Со мной были краски и холст, но, несмотря на всю роскошь природы, она меня так же мало захватила, как и тирольская: казалась чужой и непонятной. Хотя я любовался заходом солнца, синевой моря, панорамой снежных гор, но то было любование туриста и человека, а не художника. Ни тогда, ни потом я не зажегся красотой Черноморья.
Щербатов пригласил меня поехать с ним в имение его отца Наро-Фоминское по Брянской железной дороге, под Москвой. Я тем охотнее согласился, что мне смертельно хотелось побывать и пописать в средней полосе России. Мы приехали в августе и отлично здесь устроились.
Нара оказалась старинной дворянской усадьбой с очаровательными постройками первой половины XIX века: двухэтажным барским домом, вторым домом павильонного типа, с бельведером, прелестным павильоном возле главного дома, обращенным в летнюю кухню. Все это находилось в огромном столетнем парке, с дивными липовыми аллеями, из которых одна носила название "готическая", по сходству с внутренностью готического собора.

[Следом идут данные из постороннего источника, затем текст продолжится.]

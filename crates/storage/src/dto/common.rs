use serde::{Deserialize, Serialize};
use serde_json::Value;
use utoipa::ToSchema;

/// Tone of a status message shown to the scout.
#[derive(Debug, Clone, Copy, PartialEq, Eq, Serialize, Deserialize, ToSchema)]
#[serde(rename_all = "lowercase")]
pub enum MessageType {
    Good,
    Bad,
}

/// Status envelope returned by the write path and by every failure.
///
/// Failures are reported in-body with `type: "bad"`; `err` carries a short
/// machine-readable label and never a raw storage error.
#[derive(Debug, Clone, PartialEq, Serialize, Deserialize, ToSchema)]
pub struct ApiMessage {
    pub message: String,
    #[serde(rename = "type")]
    pub kind: MessageType,
    #[serde(default, skip_serializing_if = "Option::is_none")]
    #[schema(value_type = Option<Object>)]
    pub err: Option<Value>,
}

impl ApiMessage {
    pub fn good(message: impl Into<String>) -> Self {
        Self {
            message: message.into(),
            kind: MessageType::Good,
            err: None,
        }
    }

    pub fn bad(message: impl Into<String>, err: impl Into<Value>) -> Self {
        Self {
            message: message.into(),
            kind: MessageType::Bad,
            err: Some(err.into()),
        }
    }

    pub fn is_good(&self) -> bool {
        self.kind == MessageType::Good
    }
}

#[cfg(test)]
mod tests {
    use super::*;
    use serde_json::json;

    #[test]
    fn test_good_message_omits_err() {
        let value = serde_json::to_value(ApiMessage::good("Saved")).unwrap();
        assert_eq!(value, json!({ "message": "Saved", "type": "good" }));
    }

    #[test]
    fn test_bad_message_carries_err_label() {
        let value = serde_json::to_value(ApiMessage::bad("Nope", "unauthorized")).unwrap();
        assert_eq!(
            value,
            json!({ "message": "Nope", "type": "bad", "err": "unauthorized" })
        );
    }
}
use rust_decimal::{Decimal, RoundingStrategy, prelude::FromPrimitive};

/// Round a stored metric to two decimals for display.
///
/// Halves round away from zero and trailing zeros are dropped, so `2.0`
/// shows as `2` and `1.256` as `1.26`. Non-finite values display as zero.
pub fn round2(value: f64) -> Decimal {
    Decimal::from_f64(value)
        .unwrap_or(Decimal::ZERO)
        .round_dp_with_strategy(2, RoundingStrategy::MidpointAwayFromZero)
        .normalize()
}
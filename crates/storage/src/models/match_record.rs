use chrono::NaiveDateTime;
use serde::{Deserialize, Serialize};
use sqlx::FromRow;
use utoipa::ToSchema;

use crate::dto::match_data::MatchSubmission;

/// One scouted observation of one team in one match.
///
/// The identity key is `(competition_id, team_number, match_number)`; the
/// database holds at most one row per key. `id` is assigned on insert and
/// only ever grows, so ordering by it keeps rows stable across refreshes
/// even though records are updated in place.
///
/// Field names on the wire follow the column names of the scouting
/// database (`TeamNumber`, `DefenseQuality`, ...).
#[derive(Debug, Clone, Default, PartialEq, Serialize, Deserialize, FromRow, ToSchema)]
#[serde(rename_all = "PascalCase", default)]
pub struct MatchRecord {
    #[serde(rename = "ID")]
    pub id: i64,
    #[serde(rename = "CompetitionID")]
    pub competition_id: i32,
    pub team_number: i32,
    pub match_number: String,
    pub date_time: NaiveDateTime,
    pub updated: bool,
    pub robot_station: String,

    // Serialized JSON arrays
    pub event_array: String,
    pub outer_heatmap: String,
    pub inner_heatmap: String,
    pub pickup_heatmap: String,

    pub cross_line: f64,
    pub number_bottom_auto: f64,
    pub number_outer_auto: f64,
    pub number_inner_auto: f64,
    pub number_bottom: f64,
    pub number_outer: f64,
    pub number_inner: f64,
    pub number_pickup: f64,
    pub time_defended: f64,
    pub time_defending: f64,
    pub number_fouls: f64,
    pub defense_quality: f64,
    pub time_mal: f64,
    pub time_rotation: f64,
    pub time_position: f64,
    pub success_rotation: f64,
    pub success_position: f64,
    pub endgame_score: f64,
    pub endgame_level: f64,
    pub score: f64,

    pub comments: String,
    pub scout_name: String,
}

impl MatchRecord {
    /// Build the row a submission produces once it has been stored.
    pub fn from_submission(
        id: i64,
        competition_id: i32,
        s: &MatchSubmission,
        date_time: NaiveDateTime,
    ) -> Self {
        Self {
            id,
            competition_id,
            team_number: s.team_number,
            match_number: s.match_number.clone(),
            date_time,
            ..Self::default()
        }
        .with_measurements(s, date_time)
    }

    /// Overwrite every submitted column, leaving `id` and the identity key
    /// untouched.
    pub fn with_measurements(mut self, s: &MatchSubmission, date_time: NaiveDateTime) -> Self {
        self.date_time = date_time;
        self.updated = s.updated;
        self.robot_station = s.robot_station.clone();
        self.event_array = s.event_array.clone();
        self.outer_heatmap = s.outer_heatmap.clone();
        self.inner_heatmap = s.inner_heatmap.clone();
        self.pickup_heatmap = s.pickup_heatmap.clone();
        self.cross_line = s.cross_line;
        self.number_bottom_auto = s.number_bottom_auto;
        self.number_outer_auto = s.number_outer_auto;
        self.number_inner_auto = s.number_inner_auto;
        self.number_bottom = s.number_bottom;
        self.number_outer = s.number_outer;
        self.number_inner = s.number_inner;
        self.number_pickup = s.number_pickup;
        self.time_defended = s.time_defended;
        self.time_defending = s.time_defending;
        self.number_fouls = s.number_fouls;
        self.defense_quality = s.defense_quality;
        self.time_mal = s.time_mal;
        self.time_rotation = s.time_rotation;
        self.time_position = s.time_position;
        self.success_rotation = s.success_rotation;
        self.success_position = s.success_position;
        self.endgame_score = s.endgame_score;
        self.endgame_level = s.endgame_level;
        self.score = s.score;
        self.comments = s.comments.clone();
        self.scout_name = s.scout_name.clone();
        self
    }

    /// Rows that have not been assigned an identity yet (for example rows
    /// pre-generated from a match schedule on the client).
    pub fn is_placeholder(&self) -> bool {
        self.id <= 0
    }
}

#[cfg(test)]
mod tests {
    use super::*;

    #[test]
    fn test_wire_names_follow_column_names() {
        let record = MatchRecord {
            id: 7,
            competition_id: 3,
            team_number: 118,
            match_number: "12".to_string(),
            defense_quality: 2.0,
            endgame_score: 1.0,
            ..Default::default()
        };

        let value = serde_json::to_value(&record).unwrap();
        assert_eq!(value["ID"], 7);
        assert_eq!(value["CompetitionID"], 3);
        assert_eq!(value["TeamNumber"], 118);
        assert_eq!(value["MatchNumber"], "12");
        assert_eq!(value["DefenseQuality"], 2.0);
        assert_eq!(value["EndgameScore"], 1.0);
        assert!(value.get("DateTime").is_some());
    }

    #[test]
    fn test_missing_id_deserializes_as_placeholder() {
        let record: MatchRecord =
            serde_json::from_str(r#"{"TeamNumber": 254, "MatchNumber": "3"}"#).unwrap();
        assert!(record.is_placeholder());
        assert_eq!(record.team_number, 254);
    }
}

В усадьбе жило много народа. Главный дом занимала семья князя Александра Алексеевича Щербатова, имевшего трех замужних дочерей, у каждой из которых уже были дети, и сына - моего ученика. Одна из них была замужем за Новосильцевым, другая за Петрово-Соловым, третья - за князем Е.Н.Трубецким.
Александр Алексеевич был высокий старик с седыми бакенбардами, приветливый и деликатный в обращении. В Наре процветал теннис, в котором из старших всегда участвовал Трубецкой.
Из окон моей комнаты, помещавшейся в павильоне с бельведером, была видна фабрика, находившаяся по ту сторону реки Нары. Поздней осенью, в конце октября, по вечерам я часто наблюдал, как зажигались ее огни. Сначала бледные, розового цвета, они постепенно переходили в оранжевый, желтый и сверкающий белый. Было нечто фантастическое в этой сотне ослепительных глаз, глядевших из ночной черноты сквозь гнущиеся от ветра ветви сухих деревьев, под карканье воронья, тучами покрывавшего свинцовое небо.
Я пробовал, как мог, передать это жуткое впечатление, но, конечно, не выразил и десятой его доли.
Фабрика принадлежала Якунчиковым, жившим в той же Наре, вдали от села, в лесу, в котором они выстроили дом и устроили усадьбу с парком. Старик В.И.Якунчиков жил безвыездно в Москве. Это был среднего роста человек с седыми бакенбардами, совсем не похожий на коммерсанта, а скорее напоминавший одного из тех сенаторов, которых я часто видал у Ф.М.Дмитриева. Младший сын его, Н.В.Якунчиков, был дипломатом, атташе лондонского посольства, а старший - Владимир Васильевич - с женой Марией Федоровной жили летом на даче в Наре.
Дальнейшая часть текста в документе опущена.